I find myself having to agree with the Deputy on part-time courses. He rightly broadened the issue to include people with mental health challenges. I could broaden it further. When I meet lone-parent organisations, they highlight the fact that the availability of a programme on a part-time basis can make all the difference in terms of whether someone can actually access third-level education.

I also heard during the Covid-19 pandemic about a lot of people managing to access education because it was provided in a different way. Online learning certainly did not work for everybody. It caused much difficulty for many people. For some people in the population, however, including people with disabilities, they actually found it was an improvement in terms of accessibility.

As the Deputy rightly said, the body of work I need to do now is to begin to define what is part-time. Genuinely, what do we mean by part-time? Is it a weekend course? That is not what we are talking about here. We are talking about people who are engaging with the qualifications framework in the higher education sector but doing it in a more flexible way. We have really asked the right person in Professor Tom Collins, who is co-chairing that group with Professor Anne Looney, to begin to look at prioritising the part-time piece. I am happy to link closely with the committee on this.

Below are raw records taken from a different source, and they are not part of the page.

#![warn(missing_debug_implementations)]
#![deny(non_ascii_idents)]
#![deny(trivial_casts)]
#![deny(trivial_numeric_casts)]
#![deny(unit_bindings)]
#![warn(unused_crate_dependencies)]
#![warn(unused_qualifications)]

// Crate dependencies used in binary but not in library. Unfortunately cargo
// does not yet allow specifying dependencies for binaries only.
use tracing_subscriber as _;

pub mod config;
pub mod search;

#[cfg(test)]
mod test_utils;
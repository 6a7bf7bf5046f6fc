mod heuristic;
mod line_distance;
mod zero_heuristic;

pub use heuristic::{Heuristic, HeuristicValue};
pub use line_distance::LineDistance;
pub use zero_heuristic::ZeroHeuristic;
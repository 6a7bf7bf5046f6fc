use crate::search::{Position, Problem};
use std::fmt::Debug;

/// Heuristic values are step counts; unit edge costs keep everything in
/// integers.
pub type HeuristicValue = u64;

pub trait Heuristic: Debug {
    /// Estimate the number of moves remaining from `position` to the goal of
    /// the given problem. Must never overestimate for A* to stay optimal.
    fn evaluate(&self, position: Position, problem: &Problem) -> HeuristicValue;
}
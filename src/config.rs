//! The run configuration collaborator. Searches only ever see a validated
//! [`Problem`]; this module is where the four integers come from before
//! validation: a TOML file, with built-in defaults for anything unspecified.

use crate::search::{Problem, ProblemError};
use serde::Deserialize;
use std::fs;
use std::path::Path;
use thiserror::Error;

#[derive(Debug, Clone, PartialEq, Eq, Deserialize)]
#[serde(default, deny_unknown_fields)]
pub struct RunConfig {
    pub start: i64,
    pub goal: i64,
    pub delta: i64,
    pub max_abs: i64,
}

impl Default for RunConfig {
    fn default() -> Self {
        Self {
            start: 0,
            goal: 3,
            delta: 1,
            max_abs: 20,
        }
    }
}

#[derive(Debug, Error)]
pub enum ConfigError {
    #[error("failed to read configuration file: {0}")]
    Io(#[from] std::io::Error),
    #[error("failed to parse configuration file: {0}")]
    Parse(#[from] toml::de::Error),
}

impl RunConfig {
    pub fn load(path: &Path) -> Result<Self, ConfigError> {
        let contents = fs::read_to_string(path)?;
        Ok(toml::from_str(&contents)?)
    }

    /// Validate into a search instance. The only rejection point for bad
    /// configuration; nothing downstream can fail.
    pub fn to_problem(&self) -> Result<Problem, ProblemError> {
        Problem::new(self.start, self.goal, self.delta, self.max_abs)
    }
}
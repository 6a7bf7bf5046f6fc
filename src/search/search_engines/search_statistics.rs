use tracing::info;

#[derive(Debug)]
pub struct SearchStatistics {
    /// Number of nodes expanded
    expanded_nodes: u64,
    /// Number of nodes created in the search space
    generated_nodes: u64,
    /// Number of candidate successors dropped as closed or duplicate
    suppressed_nodes: u64,
    /// Number of positions whose best known cost improved after first sighting
    relaxed_nodes: u64,
    /// Time when the search started
    search_start_time: std::time::Instant,
    /// Time when the last log was printed, used for periodic logging
    last_log_time: std::time::Instant,
}

impl SearchStatistics {
    pub fn new() -> Self {
        info!("starting search");
        Self {
            expanded_nodes: 0,
            generated_nodes: 0,
            suppressed_nodes: 0,
            relaxed_nodes: 0,
            search_start_time: std::time::Instant::now(),
            last_log_time: std::time::Instant::now(),
        }
    }

    pub fn increment_expanded_nodes(&mut self) {
        self.expanded_nodes += 1;
        self.log_if_needed();
    }

    pub fn increment_generated_nodes(&mut self) {
        self.generated_nodes += 1;
        self.log_if_needed();
    }

    pub fn increment_suppressed_nodes(&mut self) {
        self.suppressed_nodes += 1;
        self.log_if_needed();
    }

    pub fn increment_relaxed_nodes(&mut self) {
        self.relaxed_nodes += 1;
        self.log_if_needed();
    }

    pub fn expanded_nodes(&self) -> u64 {
        self.expanded_nodes
    }

    pub fn generated_nodes(&self) -> u64 {
        self.generated_nodes
    }

    pub fn suppressed_nodes(&self) -> u64 {
        self.suppressed_nodes
    }

    pub fn relaxed_nodes(&self) -> u64 {
        self.relaxed_nodes
    }

    fn log_if_needed(&mut self) {
        if self.last_log_time.elapsed().as_secs() > 10 {
            self.log();
        }
    }

    pub fn log(&mut self) {
        self.last_log_time = std::time::Instant::now();
        info!(
            expanded_nodes = self.expanded_nodes,
            generated_nodes = self.generated_nodes,
            suppressed_nodes = self.suppressed_nodes,
            relaxed_nodes = self.relaxed_nodes
        );
    }

    pub fn finalise_search(&mut self) {
        info!("finalising search");
        self.log();
        info!(search_duration = self.search_start_time.elapsed().as_secs_f64());
    }
}
//! This module implements the A* search algorithm.

use crate::search::{
    search_engines::{
        PriorityFrontier, SearchEngine, SearchNode, SearchResult, SearchSpace, SearchStatistics,
        VisitedRegistry,
    },
    FrontierEntry, Heuristic, Problem, StepGenerator, TraceSink, TraceSnapshot,
};

/// A* with goal testing at extraction time. The frontier orders nodes by
/// cost plus estimate, so the first goal node extracted carries the cheapest
/// route to it.
#[derive(Debug)]
pub struct AStar {}

impl AStar {
    pub fn new() -> Self {
        Self {}
    }
}

fn scored(node: &SearchNode) -> FrontierEntry {
    FrontierEntry::Scored {
        position: node.position(),
        cost_so_far: node.cost_so_far(),
        heuristic: node.heuristic(),
    }
}

fn snapshot(
    step: usize,
    frontier: &PriorityFrontier,
    space: &SearchSpace,
    visited: &VisitedRegistry,
) -> TraceSnapshot {
    let entries = frontier
        .ordered_ids()
        .into_iter()
        .map(|id| scored(space.get(id)))
        .collect();
    TraceSnapshot::new(step, entries, visited.closed())
}

impl SearchEngine for AStar {
    fn search(
        &mut self,
        problem: &Problem,
        heuristic: &dyn Heuristic,
        sink: &mut dyn TraceSink,
    ) -> (SearchResult, SearchStatistics) {
        let mut statistics = SearchStatistics::new();
        let generator = StepGenerator::new(problem);
        let mut space = SearchSpace::new();
        let mut visited = VisitedRegistry::new();
        let mut frontier = PriorityFrontier::new();
        let mut step = 0;

        let root_estimate = heuristic.evaluate(problem.start(), problem);
        let root_node = SearchNode::new(problem.start(), None, 0, root_estimate);
        let root = space.insert(root_node);
        statistics.increment_generated_nodes();
        visited.record_best(problem.start(), 0);
        frontier.insert(root, root_node.priority(), root_node.heuristic());

        step += 1;
        sink.record(snapshot(step, &frontier, &space, &visited));

        while let Some(id) = frontier.remove_next() {
            let node = *space.get(id);

            // Stale entry left behind by a later, cheaper route.
            if visited.is_closed(node.position()) {
                statistics.increment_suppressed_nodes();
                continue;
            }

            // Goal test at extraction time, when no cheaper route can remain
            // queued.
            if node.position() == problem.goal() {
                step += 1;
                sink.record(TraceSnapshot::new(
                    step,
                    vec![scored(&node)],
                    visited.closed(),
                ));
                return (SearchResult::Success(space.extract_path(id)), statistics);
            }

            visited.mark_closed(node.position());
            statistics.increment_expanded_nodes();

            for successor in generator.successors(node.position()) {
                if visited.is_closed(successor) {
                    statistics.increment_suppressed_nodes();
                    continue;
                }

                let cost = node.cost_so_far() + 1;
                let estimate = heuristic.evaluate(successor, problem);
                match visited.best_known(successor) {
                    Some(best) if cost >= best => {
                        statistics.increment_suppressed_nodes();
                        continue;
                    }
                    Some(_) => statistics.increment_relaxed_nodes(),
                    None => {}
                }

                visited.record_best(successor, cost);
                let child_node = SearchNode::new(successor, Some(id), cost, estimate);
                let child = space.insert(child_node);
                statistics.increment_generated_nodes();
                frontier.insert(child, child_node.priority(), child_node.heuristic());
            }

            step += 1;
            sink.record(snapshot(step, &frontier, &space, &visited));
        }

        (SearchResult::Exhausted, statistics)
    }
}

#[cfg(test)]
mod tests {
    use super::*;
    use crate::search::{
        search_engines::BFS, NullTrace, Position, RecordingTrace,
    };
    use crate::test_utils::*;

    fn search(problem: &Problem) -> (SearchResult, SearchStatistics) {
        AStar::new().search(problem, &line_distance(), &mut NullTrace)
    }

    fn search_traced(problem: &Problem) -> (SearchResult, Vec<TraceSnapshot>) {
        let mut sink = RecordingTrace::new();
        let (result, _) = AStar::new().search(problem, &line_distance(), &mut sink);
        (result, sink.into_snapshots())
    }

    #[test]
    fn finds_shortest_path_to_positive_goal() {
        let problem = problem(0, 3, 1, 20);
        let (result, _) = search(&problem);
        let path = result.path().expect("goal is reachable");
        assert_valid_path(&problem, path);
        assert_eq!(
            path.positions(),
            &[
                Position::new(0),
                Position::new(1),
                Position::new(2),
                Position::new(3)
            ]
        );
    }

    #[test]
    fn start_equals_goal_needs_no_moves() {
        let problem = problem(5, 5, 1, 20);
        let (result, _) = search(&problem);
        let path = result.path().expect("already at the goal");
        assert_eq!(path.positions(), &[Position::new(5)]);
        assert_eq!(path.moves(), 0);
    }

    #[test]
    fn unreachable_step_lattice_exhausts() {
        let (result, _) = search(&problem(0, 4, 3, 20));
        assert!(result.is_exhausted());
    }

    #[test]
    fn goal_beyond_bound_exhausts() {
        let (result, _) = search(&problem(0, 25, 1, 20));
        assert!(result.is_exhausted());
    }

    #[test]
    fn matches_bfs_path_length_when_both_succeed() {
        for (start, goal, delta) in [(0, 3, 1), (-2, 6, 2), (5, -7, 3), (0, 0, 1), (-20, 20, 5)] {
            let problem = problem(start, goal, delta, 20);
            let (bfs_result, _) = BFS::new().search(&problem, &zero_heuristic(), &mut NullTrace);
            let (astar_result, _) = search(&problem);
            let bfs_path = bfs_result.path().expect("reachable by construction");
            let astar_path = astar_result.path().expect("reachable by construction");
            assert_valid_path(&problem, astar_path);
            assert_eq!(bfs_path.moves(), astar_path.moves());
        }
    }

    #[test]
    fn goal_is_tested_at_extraction_time() {
        let goal = Position::new(1);
        let (result, snapshots) = search_traced(&problem(0, 1, 1, 20));
        assert!(result.is_success());

        // The goal is queued like any other node first, then extracted.
        let queued = &snapshots[..snapshots.len() - 1];
        assert!(queued
            .iter()
            .any(|snapshot| snapshot.frontier.iter().any(|e| e.position() == goal)));

        let last = snapshots.last().expect("at least one snapshot");
        assert_eq!(
            last.frontier,
            vec![FrontierEntry::Scored {
                position: goal,
                cost_so_far: 1,
                heuristic: 0
            }]
        );
        assert!(!last.closed.contains(&goal));
    }

    #[test]
    fn terminates_one_logical_step_after_bfs() {
        // Same instance: breadth first search cuts when the goal is
        // generated, A* only when it is extracted.
        let problem = problem(0, 1, 1, 20);
        let mut bfs_sink = RecordingTrace::new();
        BFS::new().search(&problem, &zero_heuristic(), &mut bfs_sink);
        let (_, astar_snapshots) = search_traced(&problem);
        assert_eq!(bfs_sink.snapshots().len() + 1, astar_snapshots.len());
    }

    #[test]
    fn frontier_snapshots_are_ordered_by_estimate() {
        let (_, snapshots) = search_traced(&problem(0, 3, 1, 20));
        for snapshot in &snapshots {
            let estimates: Vec<u64> = snapshot
                .frontier
                .iter()
                .map(|entry| entry.total_estimate().expect("scored entries"))
                .collect();
            assert!(estimates.windows(2).all(|pair| pair[0] <= pair[1]));
        }
    }

    #[test]
    fn repeated_runs_are_identical() {
        let problem = problem(-4, 8, 2, 20);
        let (first_result, first_snapshots) = search_traced(&problem);
        let (second_result, second_snapshots) = search_traced(&problem);
        assert_eq!(first_result, second_result);
        assert_eq!(first_snapshots, second_snapshots);
    }
}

I am conscious that transport has come up as an issue from my reading of some of the transcripts of this committee on a few occasions. I assure the Deputy that from our perspective, and this probably differs from other Departments, transport support is one of the categories for which the fund for students with a disability can be used. Perhaps that brings me to the Deputy's next question when he asked me to explain how the funding works. The beauty or the benefit of the fund for students with disabilities, FSD, is that a needs assessment is done. As is often the case, there is not one and, unfortunately, with too many schemes, it is not that rigid. The needs assessment is actually done. That genuinely does place the learner at the centre. Once the needs assessment is done, disability support staff from the higher education institution then take that assessment and translate it into what that means in terms of both the nature and level of supports, including transport supports and personal assistant, PA, hours, that are required by the student. The student can then draw down from an eligible expenditure listed in the FSD guidelines. We have a number of students doing this. In the year 2019 to 2020, 125 students were drawing down support for transport through that fund. It was a smaller number of 46 the following year, which I presume was to do with Covid-19. That is how that fund for students with disabilities works and transport is an eligible part.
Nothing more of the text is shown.